The state’s first successful civilian expedition to Everest, in 2010, led to a major boost in institutional support. For the past three years, the WBMASF has been giving Rs 5 lakh to climbers who aim to climb peaks 8,000 metres above sea level. In 2013, the government also started bequeathing a Rs 1 lakh prize to those who summit Everest. After the disappearance of the young mountaineer Chhanda Gayen on Kanchenjunga in 2014, the government also announced a bravery award worth Rs 75,000 for women who perform extraordinarily well in adventure sport.

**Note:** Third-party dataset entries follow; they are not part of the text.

//! End-to-end tests for the three reduction strategies

use gpu_task_graphs::strategies::{
    build_reduction_graph, captured_graph, explicit_graph, generate_input, reference_sum,
    relative_error, run_strategy, CallbackLog, ReductionBuffers, ReductionPlan,
};
use gpu_task_graphs::{
    Command, Device, DeviceConfig, FinalReduce, GraphStage, GraphSupport, NdRange, RuntimeError,
    SampleConfig, Strategy, Sum, TaskGraph,
};
use pretty_assertions::assert_eq;

struct Fixture {
    device: Device,
    buffers: ReductionBuffers,
    plan: ReductionPlan,
    host_sum: f64,
}

fn config(elements: usize) -> SampleConfig {
    SampleConfig {
        elements,
        device: DeviceConfig {
            workers: Some(4),
            ..DeviceConfig::default()
        },
        ..SampleConfig::default()
    }
}

fn fixture(config: &SampleConfig) -> Fixture {
    let device = Device::emulated(&config.device).expect("Failed to open device");
    let plan = ReductionPlan::from_config(config);
    let buffers = ReductionBuffers::allocate(&device, &plan).expect("Failed to allocate");
    let input = generate_input(config.elements, config.seed);
    buffers.load_input(&input).unwrap();

    Fixture {
        device,
        buffers,
        plan,
        host_sum: reference_sum(&input),
    }
}

fn run_all(f: &Fixture) -> Vec<f64> {
    Strategy::ALL
        .iter()
        .map(|&strategy| {
            let report = run_strategy(strategy, &f.device, &f.buffers, &f.plan)
                .unwrap_or_else(|e| panic!("{} failed: {}", strategy, e));
            assert_eq!(report.strategy, strategy);
            report.final_sum().unwrap()
        })
        .collect()
}

#[test]
fn test_strategies_agree_with_reference() {
    let f = fixture(&config(100_003));
    let sums = run_all(&f);

    for (strategy, sum) in Strategy::ALL.iter().zip(&sums) {
        let error = relative_error(*sum, f.host_sum);
        assert!(error < 1e-6, "{}: {} vs {} ({:e})", strategy, sum, f.host_sum, error);
    }
    assert!(relative_error(sums[1], sums[0]) < 1e-6);
    assert!(relative_error(sums[2], sums[0]) < 1e-6);
}

#[test]
fn test_single_element() {
    let f = fixture(&config(1));
    assert_eq!(f.plan.range, NdRange::new(1, 256));

    let expected = f.buffers.input_host.to_vec()[0] as f64;
    for sum in run_all(&f) {
        assert_eq!(sum, expected);
    }
}

#[test]
fn test_sizes_around_group_multiples() {
    for elements in [256 * 8, 256 * 8 + 17, 255, 31] {
        let f = fixture(&config(elements));
        for sum in run_all(&f) {
            assert!(
                relative_error(sum, f.host_sum) < 1e-9,
                "{} elements: {} vs {}",
                elements,
                sum,
                f.host_sum
            );
        }
    }
}

#[test]
fn test_more_elements_than_threads() {
    let mut config = config(50_000);
    config.max_groups = 4;
    config.group_size = 64;
    let f = fixture(&config);
    assert_eq!(f.plan.range, NdRange::new(4, 64));

    for sum in run_all(&f) {
        assert!(relative_error(sum, f.host_sum) < 1e-9);
    }
}

#[test]
fn test_replays_are_idempotent() {
    let mut config = config(10_000);
    config.graph_launch_iterations = 10;
    let f = fixture(&config);

    let explicit = explicit_graph(&f.device, &f.buffers, &f.plan, &CallbackLog::default()).unwrap();
    let captured = captured_graph(&f.device, &f.buffers, &f.plan, &CallbackLog::default()).unwrap();

    assert_eq!(explicit.len(), 10);
    assert_eq!(explicit, vec![explicit[0]; 10]);
    assert_eq!(captured, vec![explicit[0]; 10]);
}

#[test]
fn test_full_size_input_sums_to_half() {
    let mut config = config(1 << 24);
    config.graph_launch_iterations = 1;
    let f = fixture(&config);
    assert_eq!(f.plan.range, NdRange::new(512, 256));

    let sums = explicit_graph(&f.device, &f.buffers, &f.plan, &CallbackLog::default()).unwrap();
    let half = (1u64 << 23) as f64;
    assert!(relative_error(sums[0], half) < 1e-3, "sum {}", sums[0]);
    assert!(relative_error(sums[0], f.host_sum) < 1e-6);
}

#[test]
fn test_final_reduce_rejects_multiple_groups() {
    let f = fixture(&config(1024));
    let kernel = FinalReduce::<Sum>::new(&f.buffers.partials, &f.buffers.result_device);

    let err = Command::kernel(kernel, NdRange::new(2, 256)).unwrap_err();
    assert!(matches!(err, RuntimeError::InvalidLaunch(_)));
}

#[test]
fn test_recorded_graph_matches_explicit_graph() {
    let f = fixture(&config(4096));

    let (explicit, completion) =
        build_reduction_graph(f.buffers.commands(&f.plan).unwrap(), None).unwrap();

    let commands = f.buffers.commands(&f.plan).unwrap();
    let queue = f.device.create_queue();
    let recorded = TaskGraph::new();
    recorded
        .record(&queue, |q| {
            let copy_in = q.submit(commands.copy_in, &[])?;
            let zero_partials = q.submit(commands.zero_partials, &[])?;
            let zero_result = q.submit(commands.zero_result, &[])?;
            let partial = q.submit(commands.partial_reduce, &[copy_in, zero_partials])?;
            let reduced = q.submit(commands.final_reduce, &[partial, zero_result])?;
            q.submit(commands.copy_out, &[reduced])?;
            Ok(())
        })
        .unwrap();

    assert_eq!(recorded.node_count(), 6);
    assert_eq!(recorded.edges(), explicit.edges());
    assert_eq!(recorded.sinks(), vec![completion]);
    for node in explicit.sinks().into_iter().chain(explicit.edges().into_iter().map(|e| e.0)) {
        assert_eq!(recorded.command_kind(node), explicit.command_kind(node));
    }

    let exec = recorded.finalize().unwrap();
    assert_eq!(exec.completion_node(), Some(completion));
}

#[test]
fn test_host_callback_reports_every_pass() {
    let mut config = config(2048);
    config.host_callback = true;
    config.graph_launch_iterations = 2;
    let f = fixture(&config);

    let direct = run_strategy(Strategy::DirectSubmit, &f.device, &f.buffers, &f.plan).unwrap();
    assert_eq!(direct.callback_sums, direct.sums);

    for strategy in [Strategy::ExplicitGraph, Strategy::CapturedGraph] {
        let report = run_strategy(strategy, &f.device, &f.buffers, &f.plan).unwrap();
        assert_eq!(report.sums.len(), 2);
        assert_eq!(report.callback_sums, report.sums);
    }

    // The callback leaves the copied-out result readable by the host.
    assert_eq!(f.buffers.host_result(), direct.sums[0]);
    assert!(relative_error(f.buffers.host_result(), f.host_sum) < 1e-9);
}

#[test]
fn test_finished_graph_rejects_replay() {
    let f = fixture(&config(512));
    let (graph, _) = build_reduction_graph(f.buffers.commands(&f.plan).unwrap(), None).unwrap();
    let exec = graph.finalize().unwrap();
    let queue = f.device.create_queue();

    assert_eq!(exec.stage(), GraphStage::Compiled);
    queue.submit_graph(&exec).unwrap().wait().unwrap();
    queue.submit_graph(&exec).unwrap().wait().unwrap();
    assert_eq!(exec.stage(), GraphStage::Replaying);

    assert_eq!(exec.finish().unwrap(), 2);
    assert_eq!(exec.stage(), GraphStage::Done);
    assert!(queue.submit_graph(&exec).is_err());
    assert!(relative_error(f.buffers.host_result(), f.host_sum) < 1e-9);
}

#[test]
fn test_failed_node_fails_its_dependents() {
    let f = fixture(&config(512));
    let graph = TaskGraph::new();
    let fill = graph
        .add(Command::fill(&f.buffers.result_host, 7.0), &[])
        .unwrap();
    let failing = graph
        .add(
            Command::host_task("broken", || Err(RuntimeError::Buffer("corrupt".into()))),
            &[fill],
        )
        .unwrap();
    graph
        .add(Command::fill(&f.buffers.result_host, 9.0), &[failing])
        .unwrap();

    let exec = graph.finalize().unwrap();
    let queue = f.device.create_queue();
    let err = queue.submit_graph(&exec).unwrap().wait().unwrap_err();

    assert!(matches!(err, RuntimeError::CommandFailed { .. }));
    assert_eq!(f.buffers.host_result(), 7.0);
}

#[test]
fn test_graph_strategies_need_graph_support() {
    let mut config = config(256);
    config.device.graph_support = GraphSupport::None;
    let f = fixture(&config);

    let err = explicit_graph(&f.device, &f.buffers, &f.plan, &CallbackLog::default()).unwrap_err();
    assert!(matches!(err, RuntimeError::MissingAspect { .. }));

    let direct = run_strategy(Strategy::DirectSubmit, &f.device, &f.buffers, &f.plan).unwrap();
    assert!(relative_error(direct.final_sum().unwrap(), f.host_sum) < 1e-9);
}

#[test]
fn test_buffers_respect_memory_budget() {
    let mut config = config(1 << 20);
    config.device.memory_limit_mb = 4;
    let device = Device::emulated(&config.device).unwrap();
    let plan = ReductionPlan::from_config(&config);

    let err = ReductionBuffers::allocate(&device, &plan).unwrap_err();
    assert!(matches!(err, RuntimeError::OutOfMemory { .. }));
    assert_eq!(device.memory_stats().bytes_in_use, 0);
}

In the absence of mountains, initiation into climbing in West Bengal happens in the only rocky outcrops and cliffs available near Kolkata—in the hills of Bankura and Purulia districts. BASANTA SINGHA ROY

While the IMF gives grants to many of these expeditions, Dipankar Ghosh, a 51-year-old veteran mountaineer who works as an advisor to the WBMASF, told me, “Our government also gives a matching grant to IMF’s amount, which can be around Rs 15,000 and Rs 20,000.” Outside the WBMASF office, where I met Ghosh, a 17.5-metre-high climbing wall stood in the high afternoon sun, desolate in the heat. Next to Ghosh’s room was a large hall stocked tight with ropes, climbing gear and rows of boots for men and women.

Mamata Banerjee, the chief minister (who was also a union minister of youth affairs and sports in 1991), has a personal interest in mountaineering, which explains the government’s financial patronage. Ujjwal Roy, an advisor with the WBMASF and a police officer, recounted that Banerjee was the first one to call him after he summited Everest in 2013. “I got an urgent call that ‘madam’ was inquiring about me and my health,” he told me. “Also, when Chhanda went missing, she sent me with the rescue team the very next day.”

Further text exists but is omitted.